Es gibt noch ein paar neue Eindrücke:
Im Fotoalbum
In der Videogalerie (Slomotanz, Schlafplatz finden leichtgemacht, Schulbesuch, Gemüseinterview)
Noch ein paar Funfacts:
- Wir haben schon öfter in einer Polizeistation als im Hotel oder Hostel übernachtet
- In Pakistan haben wir noch keine Nacht im Zelt geschlafen, weil wir immer eingeladen werden
- Benno kriegt jeden Morgen von unseren ehemaligen Gastgebern mindestens eine Nachricht mit „Where are you?“, Herzchen oder „I miss you“ – und es werden täglich mehr
- Auch die Polizisten schließen sich an, sobald sie Bennos Nummer haben
- Kleine Kinder fangen an zu weinen, wenn wir zu nahe kommen
- Hier werden auch Kühe auf dem Motorrad transportiert
- Wir haben in Pakistan schon mindestens 3 kg Geschenke erhalten
- Wir haben ein Sprungfoto mit einem Schulleiter, Lehrern und einem hohen Geistlichen gemacht
- Immer, wenn wir in einen Raum kommen, müssen wir uns setzen. Marie will sich oft nicht setzen und spielt das Spiel „Please sit!“ – „No, thank you!“ mindestens 10 Mal mit wechselnden Männern, die aufstehen und Marie einen Sitzplatz anbieten. Benno steigt mitunter ein – zu seiner Belustigung und zu Maries Ärger.

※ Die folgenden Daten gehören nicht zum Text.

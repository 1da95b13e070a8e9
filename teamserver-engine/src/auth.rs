//! Per-call authentication.
//!
//! Calls arriving over the in-process transport are trusted and attributed
//! to [`LOCAL_USER`]. Remote calls must carry `authorization: Bearer <token>`;
//! the token's hash is resolved through a cache backed by the credential
//! store. Cached entries live until their user is revoked.

use std::collections::{BTreeMap, HashMap};
use std::sync::Arc;
use std::sync::atomic::{AtomicU64, Ordering};
use std::time::{Duration, Instant};

use chrono::{DateTime, Utc};
use parking_lot::RwLock;
use teamserver_core::error::{Error, Result};
use teamserver_core::protocol::bearer_token;
use teamserver_core::token::hash_token;
use tracing::{debug, warn};

use crate::certs::{CaType, Namespace, RevocationListener};
use crate::store::{CredentialStore, UserRecord};

/// Identity attributed to every in-process call.
pub const LOCAL_USER: &str = "local";

/// A user counts as online if it authenticated within this window.
pub const ONLINE_WINDOW: Duration = Duration::from_secs(120);

/// Where a call came from, as established by the transport that carried it.
#[derive(Debug, Clone, PartialEq, Eq)]
pub enum CallOrigin {
    Local,
    Remote { peer: String },
}

/// The authenticated caller of one call.
#[derive(Debug, Clone, PartialEq, Eq)]
pub struct Caller {
    pub user: String,
    pub origin: CallOrigin,
}

impl Caller {
    #[must_use]
    pub fn is_local(&self) -> bool {
        self.origin == CallOrigin::Local
    }
}

pub struct Authenticator {
    store: Arc<dyn CredentialStore>,
    cache: RwLock<HashMap<String, UserRecord>>,
    // Bumped on every revocation, under the cache write lock.
    epoch: AtomicU64,
    presence: RwLock<HashMap<String, Instant>>,
}

impl Authenticator {
    pub fn new(store: Arc<dyn CredentialStore>) -> Self {
        Self {
            store,
            cache: RwLock::new(HashMap::new()),
            epoch: AtomicU64::new(0),
            presence: RwLock::new(HashMap::new()),
        }
    }

    /// Authenticates one call. Every remote failure yields
    /// [`Error::Authentication`], whatever the cause.
    pub fn authenticate(
        &self,
        origin: &CallOrigin,
        metadata: &BTreeMap<String, String>,
    ) -> Result<Caller> {
        match origin {
            CallOrigin::Local => Ok(Caller {
                user: LOCAL_USER.to_string(),
                origin: CallOrigin::Local,
            }),
            CallOrigin::Remote { peer } => {
                let user = self.authenticate_remote(metadata).inspect_err(|_| {
                    debug!(peer = %peer, "Rejected unauthenticated call");
                })?;
                self.record_presence(&user.name);
                Ok(Caller {
                    user: user.name,
                    origin: origin.clone(),
                })
            }
        }
    }

    fn authenticate_remote(&self, metadata: &BTreeMap<String, String>) -> Result<UserRecord> {
        let token = bearer_token(metadata).ok_or(Error::Authentication)?;
        let hash = hash_token(token);

        if let Some(user) = self.cache.read().get(&hash) {
            return Ok(user.clone());
        }

        let epoch = self.epoch.load(Ordering::Acquire);
        let user = match self.store.user_by_token_hash(&hash) {
            Ok(Some(user)) => user,
            Ok(None) => return Err(Error::Authentication),
            Err(e) => {
                warn!(error = %e, "Credential lookup failed");
                return Err(Error::Authentication);
            }
        };

        let mut cache = self.cache.write();
        if self.epoch.load(Ordering::Acquire) == epoch {
            cache.insert(hash, user.clone());
        }
        Ok(user)
    }

    /// Drops every cached token of `name`. In-flight lookups that started
    /// before this call will not repopulate the cache.
    pub fn invalidate_user(&self, name: &str) {
        let mut cache = self.cache.write();
        self.epoch.fetch_add(1, Ordering::AcqRel);
        let before = cache.len();
        cache.retain(|_, user| user.name != name);
        let evicted = before - cache.len();
        drop(cache);

        self.presence.write().remove(name);
        debug!(user = name, evicted, "Invalidated cached credentials");
    }

    fn record_presence(&self, name: &str) {
        self.presence.write().insert(name.to_string(), Instant::now());

        let Ok(runtime) = tokio::runtime::Handle::try_current() else {
            return;
        };
        let store = Arc::clone(&self.store);
        let name = name.to_string();
        let now: DateTime<Utc> = Utc::now();
        runtime.spawn_blocking(move || {
            if let Err(e) = store.touch_last_seen(&name, now) {
                debug!(user = %name, error = %e, "Failed to record last seen");
            }
        });
    }

    /// Whether `name` authenticated within [`ONLINE_WINDOW`].
    #[must_use]
    pub fn is_online(&self, name: &str) -> bool {
        self.presence
            .read()
            .get(name)
            .is_some_and(|at| at.elapsed() < ONLINE_WINDOW)
    }

    #[cfg(test)]
    fn cached_entries(&self) -> usize {
        self.cache.read().len()
    }
}

impl RevocationListener for Authenticator {
    fn on_revoked(&self, _ca_type: &CaType, namespace: Namespace, subject: &str) {
        if namespace == Namespace::Client {
            self.invalidate_user(subject);
        }
    }
}

#[cfg(test)]
mod tests {
    use std::sync::atomic::AtomicUsize;

    use teamserver_core::protocol::bearer_metadata;

    use super::*;
    use crate::store::{Database, SqliteCredentialStore};

    /// Wraps the real store and counts token lookups.
    struct CountingStore {
        inner: SqliteCredentialStore,
        lookups: AtomicUsize,
        fail: bool,
        during_lookup: parking_lot::Mutex<Option<Box<dyn FnOnce() + Send>>>,
    }

    impl CredentialStore for CountingStore {
        fn issue_token(&self, name: &str, token_hash: &str) -> Result<UserRecord> {
            self.inner.issue_token(name, token_hash)
        }
        fn user_by_token_hash(&self, token_hash: &str) -> Result<Option<UserRecord>> {
            self.lookups.fetch_add(1, Ordering::SeqCst);
            if self.fail {
                return Err(Error::Store("disk on fire".into()));
            }
            let found = self.inner.user_by_token_hash(token_hash);
            if let Some(hook) = self.during_lookup.lock().take() {
                hook();
            }
            found
        }
        fn user_by_name(&self, name: &str) -> Result<Option<UserRecord>> {
            self.inner.user_by_name(name)
        }
        fn list_users(&self) -> Result<Vec<UserRecord>> {
            self.inner.list_users()
        }
        fn delete_user(&self, name: &str) -> Result<bool> {
            self.inner.delete_user(name)
        }
        fn touch_last_seen(&self, name: &str, at: DateTime<Utc>) -> Result<()> {
            self.inner.touch_last_seen(name, at)
        }
    }

    fn setup(fail: bool) -> (Arc<CountingStore>, Authenticator) {
        let store = Arc::new(CountingStore {
            inner: SqliteCredentialStore::new(Arc::new(Database::open_in_memory().unwrap())),
            lookups: AtomicUsize::new(0),
            fail,
            during_lookup: parking_lot::Mutex::new(None),
        });
        let auth = Authenticator::new(store.clone());
        (store, auth)
    }

    fn remote() -> CallOrigin {
        CallOrigin::Remote {
            peer: "127.0.0.1:50000".into(),
        }
    }

    #[test]
    fn given_local_origin_when_authenticating_then_local_identity_without_lookup() {
        let (store, auth) = setup(false);
        let caller = auth.authenticate(&CallOrigin::Local, &BTreeMap::new()).unwrap();
        assert_eq!(caller.user, LOCAL_USER);
        assert!(caller.is_local());
        assert_eq!(store.lookups.load(Ordering::SeqCst), 0);
    }

    #[test]
    fn given_valid_token_when_authenticating_twice_then_store_is_queried_once() {
        let (store, auth) = setup(false);
        store.issue_token("alice", &hash_token("tok")).unwrap();

        for _ in 0..2 {
            let caller = auth.authenticate(&remote(), &bearer_metadata("tok")).unwrap();
            assert_eq!(caller.user, "alice");
        }
        assert_eq!(store.lookups.load(Ordering::SeqCst), 1);
        assert!(auth.is_online("alice"));
    }

    #[test]
    fn given_failures_of_every_kind_when_authenticating_then_same_error() {
        let (store, auth) = setup(false);
        store.issue_token("alice", &hash_token("tok")).unwrap();

        let mut malformed = BTreeMap::new();
        malformed.insert("authorization".to_string(), "Token tok".to_string());

        for metadata in [BTreeMap::new(), malformed, bearer_metadata("tok!")] {
            let err = auth.authenticate(&remote(), &metadata).unwrap_err();
            assert_eq!(err.to_string(), "authentication failed");
        }

        let (_, failing) = setup(true);
        let err = failing.authenticate(&remote(), &bearer_metadata("tok")).unwrap_err();
        assert!(matches!(err, Error::Authentication));
    }

    #[test]
    fn given_cached_token_when_user_deleted_and_invalidated_then_next_call_fails() {
        let (store, auth) = setup(false);
        store.issue_token("alice", &hash_token("tok")).unwrap();
        auth.authenticate(&remote(), &bearer_metadata("tok")).unwrap();
        assert_eq!(auth.cached_entries(), 1);

        store.delete_user("alice").unwrap();
        auth.invalidate_user("alice");

        assert_eq!(auth.cached_entries(), 0);
        assert!(auth.authenticate(&remote(), &bearer_metadata("tok")).is_err());
        assert!(!auth.is_online("alice"));
    }

    #[test]
    fn given_client_revocation_when_notified_then_only_that_user_is_evicted() {
        let (store, auth) = setup(false);
        store.issue_token("alice", &hash_token("a")).unwrap();
        store.issue_token("bob", &hash_token("b")).unwrap();
        auth.authenticate(&remote(), &bearer_metadata("a")).unwrap();
        auth.authenticate(&remote(), &bearer_metadata("b")).unwrap();

        auth.on_revoked(&CaType::user(), Namespace::Client, "alice");
        assert_eq!(auth.cached_entries(), 1);

        auth.on_revoked(&CaType::user(), Namespace::Server, "bob");
        assert_eq!(auth.cached_entries(), 1);
    }

    #[test]
    fn given_revocation_during_lookup_when_lookup_completes_then_entry_is_not_cached() {
        let (store, auth) = setup(false);
        let auth = Arc::new(auth);
        store.issue_token("alice", &hash_token("tok")).unwrap();

        let revoker = Arc::clone(&auth);
        *store.during_lookup.lock() = Some(Box::new(move || revoker.invalidate_user("alice")));

        // The lookup itself raced ahead of the revocation, so this call passes.
        let caller = auth.authenticate(&remote(), &bearer_metadata("tok")).unwrap();
        assert_eq!(caller.user, "alice");
        assert_eq!(auth.cached_entries(), 0);
    }

    #[tokio::test]
    async fn given_successful_remote_call_when_waiting_then_last_seen_is_recorded() {
        let (store, auth) = setup(false);
        store.issue_token("alice", &hash_token("tok")).unwrap();
        auth.authenticate(&remote(), &bearer_metadata("tok")).unwrap();

        let deadline = Instant::now() + Duration::from_secs(5);
        loop {
            if store.user_by_name("alice").unwrap().unwrap().last_seen.is_some() {
                break;
            }
            assert!(Instant::now() < deadline, "last_seen was never written");
            tokio::time::sleep(Duration::from_millis(10)).await;
        }
    }
}
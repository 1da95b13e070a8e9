use std::io::Write;
use std::path::Path;

use anyhow::{Context, Result};

/// Writes `contents` to `path` through a sibling temp file and an atomic
/// rename, so readers observe either the old file or the complete new one.
///
/// Parent directories are created as needed. On Unix the file is created
/// with mode `0600` since it may hold key material or bearer tokens.
pub fn write_atomic(path: &Path, contents: &[u8]) -> Result<()> {
    let (dir, tmp) = temp_sibling(path)?;
    std::fs::create_dir_all(dir)
        .with_context(|| format!("failed to create directory {}", dir.display()))?;

    let result = write_new(&tmp, contents).and_then(|()| {
        std::fs::rename(&tmp, path)
            .with_context(|| format!("failed to rename into {}", path.display()))
    });
    if result.is_err() {
        let _ = std::fs::remove_file(&tmp);
    }
    result
}

/// Like [`write_atomic`] but never replaces an existing file: the complete
/// temp file is hard-linked into place, which fails if `path` exists.
///
/// Returns `Ok(false)` without touching `path` when it already exists.
pub fn create_atomic(path: &Path, contents: &[u8]) -> Result<bool> {
    let (dir, tmp) = temp_sibling(path)?;
    std::fs::create_dir_all(dir)
        .with_context(|| format!("failed to create directory {}", dir.display()))?;

    let result = write_new(&tmp, contents).and_then(|()| match std::fs::hard_link(&tmp, path) {
        Ok(()) => Ok(true),
        Err(e) if e.kind() == std::io::ErrorKind::AlreadyExists => Ok(false),
        Err(e) => Err(e).with_context(|| format!("failed to link into {}", path.display())),
    });
    let _ = std::fs::remove_file(&tmp);
    result
}

fn temp_sibling(path: &Path) -> Result<(&Path, std::path::PathBuf)> {
    let dir = path
        .parent()
        .filter(|p| !p.as_os_str().is_empty())
        .unwrap_or_else(|| Path::new("."));
    let file_name = path
        .file_name()
        .and_then(|n| n.to_str())
        .with_context(|| format!("invalid file path {}", path.display()))?;
    let tmp = dir.join(format!(".{file_name}.{:08x}.tmp", rand::random::<u32>()));
    Ok((dir, tmp))
}

fn write_new(path: &Path, contents: &[u8]) -> Result<()> {
    let mut options = std::fs::OpenOptions::new();
    options.write(true).create_new(true);
    #[cfg(unix)]
    {
        use std::os::unix::fs::OpenOptionsExt;
        options.mode(0o600);
    }

    let mut file = options
        .open(path)
        .with_context(|| format!("failed to create {}", path.display()))?;
    file.write_all(contents)?;
    file.sync_all()?;
    Ok(())
}

#[cfg(test)]
mod tests {
    use super::*;

    #[test]
    fn given_missing_parent_when_writing_then_directories_are_created() {
        let dir = tempfile::tempdir().unwrap();
        let path = dir.path().join("a/b/c.json");
        write_atomic(&path, b"{}").unwrap();
        assert_eq!(std::fs::read(&path).unwrap(), b"{}");
    }

    #[test]
    fn given_existing_file_when_writing_then_contents_are_replaced_without_leftovers() {
        let dir = tempfile::tempdir().unwrap();
        let path = dir.path().join("file.pem");
        write_atomic(&path, b"old").unwrap();
        write_atomic(&path, b"new").unwrap();

        assert_eq!(std::fs::read(&path).unwrap(), b"new");
        let entries = std::fs::read_dir(dir.path()).unwrap().count();
        assert_eq!(entries, 1);
    }

    #[test]
    fn given_existing_file_when_creating_then_it_is_left_alone() {
        let dir = tempfile::tempdir().unwrap();
        let path = dir.path().join("alice.cfg");
        assert!(create_atomic(&path, b"first").unwrap());
        assert!(!create_atomic(&path, b"second").unwrap());

        assert_eq!(std::fs::read(&path).unwrap(), b"first");
        assert_eq!(std::fs::read_dir(dir.path()).unwrap().count(), 1);
    }
}
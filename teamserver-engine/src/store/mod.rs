//! SQLite persistence for user identities and issued leaf certificates.
//!
//! A single [`Database`] owns the connection behind a mutex so writers are
//! serialized; the user and certificate tables are exposed through
//! [`SqliteCredentialStore`] and the leaf helpers in [`certificates`].

pub mod certificates;
mod db;
mod users;

pub use db::Database;
pub use users::{CredentialStore, SqliteCredentialStore, UserRecord, validate_user_name};
//! The transport handler contract and the lifecycle wrapper that drives it.

use std::fmt;
use std::sync::Arc;

use teamserver_core::error::{Error, Result};

use crate::certs::CertificateManager;
use crate::rpc::Dispatcher;

/// What a handler receives from the server it is bound to.
#[derive(Clone)]
pub struct ServerContext {
    pub app: String,
    pub dispatcher: Arc<Dispatcher>,
    pub certs: Arc<CertificateManager>,
}

/// Handle returned once a handler is serving.
pub trait ServedListener: Clone + Send + Sync + 'static {
    /// Address actually bound, e.g. `127.0.0.1:31337`.
    fn local_addr(&self) -> String;

    /// Port actually bound, for transports that have one.
    fn port(&self) -> Option<u16> {
        None
    }
}

/// A transport the server can listen on.
///
/// Implementations do not track their own state: call order is enforced by
/// [`Lifecycle`]. `serve` must not block; the accept loop runs in its own
/// task until `close`.
pub trait TransportHandler: Send + 'static {
    /// A bound but not yet accepting listener.
    type Bound: Send + 'static;
    type Served: ServedListener;

    /// Transport name as recorded in persistent listener entries.
    fn name(&self) -> &'static str;

    fn init(&mut self, ctx: &ServerContext) -> Result<()>;

    fn listen(&mut self, addr: &str) -> impl Future<Output = Result<Self::Bound>> + Send;

    fn serve(&mut self, bound: Self::Bound) -> Result<Self::Served>;

    /// Stops accepting, ends live sessions and releases the address.
    fn close(&mut self) -> impl Future<Output = Result<()>> + Send;
}

#[derive(Debug, Clone, Copy, PartialEq, Eq)]
pub enum HandlerState {
    Uninitialized,
    Initialized,
    Listening,
    Serving,
    Closed,
}

impl fmt::Display for HandlerState {
    fn fmt(&self, f: &mut fmt::Formatter<'_>) -> fmt::Result {
        let name = match self {
            Self::Uninitialized => "uninitialized",
            Self::Initialized => "initialized",
            Self::Listening => "listening",
            Self::Serving => "serving",
            Self::Closed => "closed",
        };
        f.write_str(name)
    }
}

/// Drives a [`TransportHandler`] through
/// `Uninitialized → Initialized → Listening → Serving → Closed`.
///
/// Out-of-order calls fail with [`Error::InvalidState`] without reaching the
/// handler. `close` is accepted from any state and is idempotent.
pub struct Lifecycle<H: TransportHandler> {
    handler: H,
    state: HandlerState,
    bound: Option<H::Bound>,
}

impl<H: TransportHandler> Lifecycle<H> {
    pub fn new(handler: H) -> Self {
        Self {
            handler,
            state: HandlerState::Uninitialized,
            bound: None,
        }
    }

    #[must_use]
    pub fn state(&self) -> HandlerState {
        self.state
    }

    #[must_use]
    pub fn name(&self) -> &'static str {
        self.handler.name()
    }

    fn require(&self, op: &'static str, expected: HandlerState) -> Result<()> {
        if self.state == expected {
            Ok(())
        } else {
            Err(Error::InvalidState {
                op,
                state: self.state.to_string(),
            })
        }
    }

    pub fn init(&mut self, ctx: &ServerContext) -> Result<()> {
        self.require("init", HandlerState::Uninitialized)?;
        self.handler.init(ctx)?;
        self.state = HandlerState::Initialized;
        Ok(())
    }

    pub async fn listen(&mut self, addr: &str) -> Result<()> {
        self.require("listen", HandlerState::Initialized)?;
        self.bound = Some(self.handler.listen(addr).await?);
        self.state = HandlerState::Listening;
        Ok(())
    }

    pub fn serve(&mut self) -> Result<H::Served> {
        self.require("serve", HandlerState::Listening)?;
        let bound = self.bound.take().ok_or(Error::InvalidState {
            op: "serve",
            state: "listening without a bound listener".into(),
        })?;
        let served = self.handler.serve(bound)?;
        self.state = HandlerState::Serving;
        Ok(served)
    }

    pub async fn close(&mut self) -> Result<()> {
        match self.state {
            HandlerState::Closed => Ok(()),
            HandlerState::Uninitialized => {
                self.state = HandlerState::Closed;
                Ok(())
            }
            _ => {
                self.bound = None;
                self.state = HandlerState::Closed;
                self.handler.close().await
            }
        }
    }
}
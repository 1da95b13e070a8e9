use std::future::Future;

use anyhow::{Context, Result, bail};
use bytes::BytesMut;
use serde::Serialize;

use crate::protocol::{Frame, MessageType, encode_payload_frame, try_decode_frame};

const READ_CHUNK: usize = 8 * 1024;

/// A transport-agnostic bidirectional byte stream carrying protocol frames.
///
/// Implemented by the QUIC stream pair of a mutually authenticated
/// connection and by the in-process pipe, so the call loop on either side can
/// read and write without knowing which one it is talking over.
pub trait Connection: Send + 'static {
    /// Remote address for logs, or `"local"` for in-process pipes.
    fn peer(&self) -> String;

    /// Fills part of `buf`; `Ok(0)` once the peer stops sending.
    fn read<'a>(
        &'a mut self,
        buf: &'a mut [u8],
    ) -> impl Future<Output = Result<usize>> + Send + 'a;

    fn write_all<'a>(&'a mut self, buf: &'a [u8]) -> impl Future<Output = Result<()>> + Send + 'a;

    /// Finishes the send side so the peer reads end of stream.
    fn shutdown(&mut self) -> impl Future<Output = Result<()>> + Send + '_;
}

/// Reads from `conn` until one full frame is buffered in `accum`.
///
/// Returns `Ok(None)` on a clean end of stream between frames. Bytes left in
/// `accum` after the returned frame belong to the next one.
pub async fn read_frame<C: Connection>(conn: &mut C, accum: &mut BytesMut) -> Result<Option<Frame>> {
    let mut chunk = vec![0u8; READ_CHUNK];
    loop {
        if let Some(frame) = try_decode_frame(accum).context("failed to decode frame")? {
            return Ok(Some(frame));
        }

        let n = conn.read(&mut chunk).await.context("failed to read from connection")?;
        if n == 0 {
            if accum.is_empty() {
                return Ok(None);
            }
            bail!("connection closed mid-frame ({} bytes buffered)", accum.len());
        }
        accum.extend_from_slice(&chunk[..n]);
    }
}

/// Serializes `payload` into a frame of type `msg_type` and writes it.
pub async fn write_frame<C: Connection, T: Serialize>(
    conn: &mut C,
    msg_type: MessageType,
    payload: &T,
) -> Result<()> {
    let frame = encode_payload_frame(msg_type, payload)?;
    conn.write_all(&frame).await.context("failed to write frame")
}

#[cfg(test)]
mod tests {
    use std::collections::VecDeque;

    use super::*;
    use crate::protocol::{ReplyPayload, decode_payload, encode_frame_to_bytes};

    /// In-memory connection that hands out pre-seeded chunks and records writes.
    struct ScriptedConnection {
        chunks: VecDeque<Vec<u8>>,
        written: Vec<u8>,
    }

    impl ScriptedConnection {
        fn new(chunks: Vec<Vec<u8>>) -> Self {
            Self {
                chunks: chunks.into(),
                written: Vec::new(),
            }
        }
    }

    impl Connection for ScriptedConnection {
        fn peer(&self) -> String {
            "scripted".into()
        }

        fn read<'a>(
            &'a mut self,
            buf: &'a mut [u8],
        ) -> impl Future<Output = Result<usize>> + Send + 'a {
            async move {
                let Some(chunk) = self.chunks.pop_front() else {
                    return Ok(0);
                };
                buf[..chunk.len()].copy_from_slice(&chunk);
                Ok(chunk.len())
            }
        }

        fn write_all<'a>(&'a mut self, buf: &'a [u8]) -> impl Future<Output = Result<()>> + Send + 'a {
            async move {
                self.written.extend_from_slice(buf);
                Ok(())
            }
        }

        fn shutdown(&mut self) -> impl Future<Output = Result<()>> + Send + '_ {
            async { Ok(()) }
        }
    }

    #[tokio::test]
    async fn given_frame_split_across_reads_when_reading_then_frame_is_reassembled() {
        let bytes = encode_frame_to_bytes(MessageType::Reply, br#"{"id":3,"body":true}"#).to_vec();
        let (head, tail) = bytes.split_at(5);
        let mut conn = ScriptedConnection::new(vec![head.to_vec(), tail.to_vec()]);
        let mut accum = BytesMut::new();

        let frame = read_frame(&mut conn, &mut accum).await.unwrap().unwrap();
        let reply: ReplyPayload = decode_payload(&frame.payload).unwrap();
        assert_eq!(reply.id, 3);
        assert!(accum.is_empty());
    }

    #[tokio::test]
    async fn given_clean_eof_when_reading_then_returns_none() {
        let mut conn = ScriptedConnection::new(vec![]);
        let mut accum = BytesMut::new();
        assert!(read_frame(&mut conn, &mut accum).await.unwrap().is_none());
    }

    #[tokio::test]
    async fn given_eof_mid_frame_when_reading_then_returns_error() {
        let mut conn = ScriptedConnection::new(vec![b"TEAMS\x01".to_vec()]);
        let mut accum = BytesMut::new();
        let err = read_frame(&mut conn, &mut accum).await.unwrap_err();
        assert!(err.to_string().contains("mid-frame"));
    }

    #[tokio::test]
    async fn given_payload_when_writing_frame_then_bytes_decode_back() {
        let mut conn = ScriptedConnection::new(vec![]);
        let reply = ReplyPayload {
            id: 9,
            body: serde_json::json!({"ok": true}),
        };
        write_frame(&mut conn, MessageType::Reply, &reply).await.unwrap();

        let mut buf = BytesMut::from(conn.written.as_slice());
        let frame = try_decode_frame(&mut buf).unwrap().unwrap();
        assert_eq!(frame.header.msg_type, MessageType::Reply);
        assert_eq!(decode_payload::<ReplyPayload>(&frame.payload).unwrap(), reply);
    }
}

- wir werden so oft zum Essen oder Tee eingeladen, dass unsere Ausgaben knapp über Null liegen
Insgesamt ist Pakistan das abenteuerlichste, gastfreundlichste, bunteste, chaotischste, herausforderndste und auch bereicherndste Land, in dem wir bisher am besten beschützt wurden. Wahrscheinlich eine gute Vorbereitung für Indien.